Brief:
Take the lines below between the one holding "pub fn gate(passed: bool, data: Value)" and the one holding "back to truthiness.", inclusive, and copy them exactly. Add nothing.

Stored items:
-=-=-=-=-
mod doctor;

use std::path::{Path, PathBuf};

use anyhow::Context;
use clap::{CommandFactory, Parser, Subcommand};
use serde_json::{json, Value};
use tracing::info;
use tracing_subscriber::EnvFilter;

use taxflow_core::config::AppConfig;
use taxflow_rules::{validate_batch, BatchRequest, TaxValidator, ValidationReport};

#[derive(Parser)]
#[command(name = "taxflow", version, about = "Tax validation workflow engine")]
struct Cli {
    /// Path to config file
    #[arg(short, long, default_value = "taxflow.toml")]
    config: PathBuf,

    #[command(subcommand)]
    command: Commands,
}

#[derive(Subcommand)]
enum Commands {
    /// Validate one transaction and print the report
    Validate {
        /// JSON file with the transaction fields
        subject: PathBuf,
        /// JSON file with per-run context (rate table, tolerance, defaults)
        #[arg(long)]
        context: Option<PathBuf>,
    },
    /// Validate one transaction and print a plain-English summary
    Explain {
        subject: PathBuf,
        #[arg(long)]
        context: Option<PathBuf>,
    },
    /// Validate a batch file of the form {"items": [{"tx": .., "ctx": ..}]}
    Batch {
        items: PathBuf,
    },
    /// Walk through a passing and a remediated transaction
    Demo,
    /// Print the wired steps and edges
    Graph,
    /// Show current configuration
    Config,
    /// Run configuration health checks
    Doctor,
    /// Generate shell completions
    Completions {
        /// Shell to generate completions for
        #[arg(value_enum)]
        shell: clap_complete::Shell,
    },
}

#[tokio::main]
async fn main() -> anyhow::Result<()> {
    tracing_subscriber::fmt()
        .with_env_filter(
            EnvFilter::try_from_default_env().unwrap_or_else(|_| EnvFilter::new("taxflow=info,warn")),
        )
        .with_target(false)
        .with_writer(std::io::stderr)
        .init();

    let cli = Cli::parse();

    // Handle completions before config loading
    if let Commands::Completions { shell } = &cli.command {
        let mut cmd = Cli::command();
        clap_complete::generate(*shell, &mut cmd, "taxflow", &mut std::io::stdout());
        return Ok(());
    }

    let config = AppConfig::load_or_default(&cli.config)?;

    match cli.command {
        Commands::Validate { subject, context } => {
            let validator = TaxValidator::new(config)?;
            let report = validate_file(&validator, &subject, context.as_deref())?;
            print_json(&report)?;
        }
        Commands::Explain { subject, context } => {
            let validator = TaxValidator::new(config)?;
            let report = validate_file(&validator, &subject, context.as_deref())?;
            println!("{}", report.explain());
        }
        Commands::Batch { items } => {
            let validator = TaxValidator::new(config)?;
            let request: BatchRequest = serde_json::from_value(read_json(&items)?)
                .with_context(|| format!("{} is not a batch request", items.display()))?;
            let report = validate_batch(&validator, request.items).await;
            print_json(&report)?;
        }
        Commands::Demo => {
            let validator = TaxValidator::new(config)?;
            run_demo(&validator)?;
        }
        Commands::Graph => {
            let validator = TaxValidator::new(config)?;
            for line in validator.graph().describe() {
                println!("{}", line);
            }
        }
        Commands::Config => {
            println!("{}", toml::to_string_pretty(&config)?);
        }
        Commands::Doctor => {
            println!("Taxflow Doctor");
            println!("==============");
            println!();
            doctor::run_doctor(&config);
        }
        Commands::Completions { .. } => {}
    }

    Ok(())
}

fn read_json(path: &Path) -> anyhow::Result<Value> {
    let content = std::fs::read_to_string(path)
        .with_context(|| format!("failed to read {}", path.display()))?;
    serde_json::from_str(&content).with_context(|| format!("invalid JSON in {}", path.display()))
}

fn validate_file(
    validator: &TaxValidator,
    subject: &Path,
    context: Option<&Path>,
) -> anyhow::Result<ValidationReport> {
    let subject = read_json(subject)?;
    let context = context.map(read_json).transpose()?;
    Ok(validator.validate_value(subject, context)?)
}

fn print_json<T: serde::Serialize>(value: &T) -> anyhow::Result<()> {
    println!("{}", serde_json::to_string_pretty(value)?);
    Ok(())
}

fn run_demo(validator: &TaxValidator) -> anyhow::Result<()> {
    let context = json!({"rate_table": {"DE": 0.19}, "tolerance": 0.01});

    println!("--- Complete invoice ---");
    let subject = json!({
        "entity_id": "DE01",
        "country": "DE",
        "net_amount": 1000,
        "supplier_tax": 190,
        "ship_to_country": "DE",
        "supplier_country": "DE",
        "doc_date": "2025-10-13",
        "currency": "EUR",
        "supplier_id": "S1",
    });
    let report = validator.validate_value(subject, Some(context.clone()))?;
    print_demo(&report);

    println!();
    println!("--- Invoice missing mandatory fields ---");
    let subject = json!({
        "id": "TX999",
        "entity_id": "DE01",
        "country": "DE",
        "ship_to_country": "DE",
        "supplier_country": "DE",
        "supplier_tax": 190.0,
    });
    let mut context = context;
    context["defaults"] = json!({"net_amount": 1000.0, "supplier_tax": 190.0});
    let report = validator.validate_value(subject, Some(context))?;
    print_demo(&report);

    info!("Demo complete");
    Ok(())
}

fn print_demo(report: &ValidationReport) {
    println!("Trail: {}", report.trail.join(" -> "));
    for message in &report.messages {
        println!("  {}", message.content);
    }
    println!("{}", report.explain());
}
-=-=-=-=-
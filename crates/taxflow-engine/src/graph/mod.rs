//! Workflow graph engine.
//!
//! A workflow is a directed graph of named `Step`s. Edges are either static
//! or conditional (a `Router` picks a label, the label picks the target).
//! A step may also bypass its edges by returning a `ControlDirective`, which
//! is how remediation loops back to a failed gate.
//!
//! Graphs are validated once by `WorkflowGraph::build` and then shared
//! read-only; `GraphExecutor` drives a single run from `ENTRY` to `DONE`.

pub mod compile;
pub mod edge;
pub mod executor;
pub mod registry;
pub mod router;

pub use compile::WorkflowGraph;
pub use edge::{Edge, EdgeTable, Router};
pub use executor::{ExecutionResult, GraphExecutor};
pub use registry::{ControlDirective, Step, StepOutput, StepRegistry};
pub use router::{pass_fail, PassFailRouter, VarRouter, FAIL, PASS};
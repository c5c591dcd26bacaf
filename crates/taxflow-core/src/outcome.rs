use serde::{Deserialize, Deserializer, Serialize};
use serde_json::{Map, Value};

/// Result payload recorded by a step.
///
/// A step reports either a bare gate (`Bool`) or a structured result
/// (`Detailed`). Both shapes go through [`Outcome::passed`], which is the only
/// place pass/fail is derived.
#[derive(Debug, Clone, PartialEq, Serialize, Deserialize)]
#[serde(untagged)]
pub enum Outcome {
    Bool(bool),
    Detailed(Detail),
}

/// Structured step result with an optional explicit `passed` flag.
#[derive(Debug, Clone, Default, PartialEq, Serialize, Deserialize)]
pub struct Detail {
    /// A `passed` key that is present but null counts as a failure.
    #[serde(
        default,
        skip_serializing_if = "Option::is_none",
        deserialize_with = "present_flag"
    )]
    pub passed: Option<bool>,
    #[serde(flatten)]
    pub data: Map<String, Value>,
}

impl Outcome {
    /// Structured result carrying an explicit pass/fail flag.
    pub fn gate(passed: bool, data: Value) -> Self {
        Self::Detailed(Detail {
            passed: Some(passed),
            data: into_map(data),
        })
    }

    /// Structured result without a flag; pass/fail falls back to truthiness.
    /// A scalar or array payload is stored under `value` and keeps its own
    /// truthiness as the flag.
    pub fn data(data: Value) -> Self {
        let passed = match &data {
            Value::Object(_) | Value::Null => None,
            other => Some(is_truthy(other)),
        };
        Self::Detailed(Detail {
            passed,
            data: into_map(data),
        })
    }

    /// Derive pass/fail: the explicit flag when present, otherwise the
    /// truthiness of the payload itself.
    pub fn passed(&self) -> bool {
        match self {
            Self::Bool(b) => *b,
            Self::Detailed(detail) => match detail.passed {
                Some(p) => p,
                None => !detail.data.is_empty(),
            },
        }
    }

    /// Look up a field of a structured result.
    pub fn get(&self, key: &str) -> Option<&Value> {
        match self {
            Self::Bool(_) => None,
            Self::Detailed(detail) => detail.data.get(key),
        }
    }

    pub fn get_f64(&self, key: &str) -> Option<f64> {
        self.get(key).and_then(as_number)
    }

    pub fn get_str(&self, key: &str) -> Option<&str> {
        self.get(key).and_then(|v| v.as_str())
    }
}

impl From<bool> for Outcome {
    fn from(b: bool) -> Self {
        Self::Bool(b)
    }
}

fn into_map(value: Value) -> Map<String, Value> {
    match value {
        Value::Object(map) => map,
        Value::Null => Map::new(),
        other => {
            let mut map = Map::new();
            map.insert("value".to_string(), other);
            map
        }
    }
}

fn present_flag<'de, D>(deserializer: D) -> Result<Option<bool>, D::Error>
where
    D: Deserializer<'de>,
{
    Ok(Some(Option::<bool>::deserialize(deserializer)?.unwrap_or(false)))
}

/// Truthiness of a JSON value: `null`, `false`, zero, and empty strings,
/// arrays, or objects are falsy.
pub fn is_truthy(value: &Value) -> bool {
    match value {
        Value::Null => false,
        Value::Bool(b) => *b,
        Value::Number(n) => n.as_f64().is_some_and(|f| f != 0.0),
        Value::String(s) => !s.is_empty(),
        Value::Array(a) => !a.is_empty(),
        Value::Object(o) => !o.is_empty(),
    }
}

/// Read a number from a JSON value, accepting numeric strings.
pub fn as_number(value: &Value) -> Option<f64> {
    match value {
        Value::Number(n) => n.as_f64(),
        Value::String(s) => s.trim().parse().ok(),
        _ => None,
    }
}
-=-=-=-=-
Final answer:
    pub fn gate(passed: bool, data: Value) -> Self {
        Self::Detailed(Detail {
            passed: Some(passed),
            data: into_map(data),
        })
    }

    /// Structured result without a flag; pass/fail falls back to truthiness.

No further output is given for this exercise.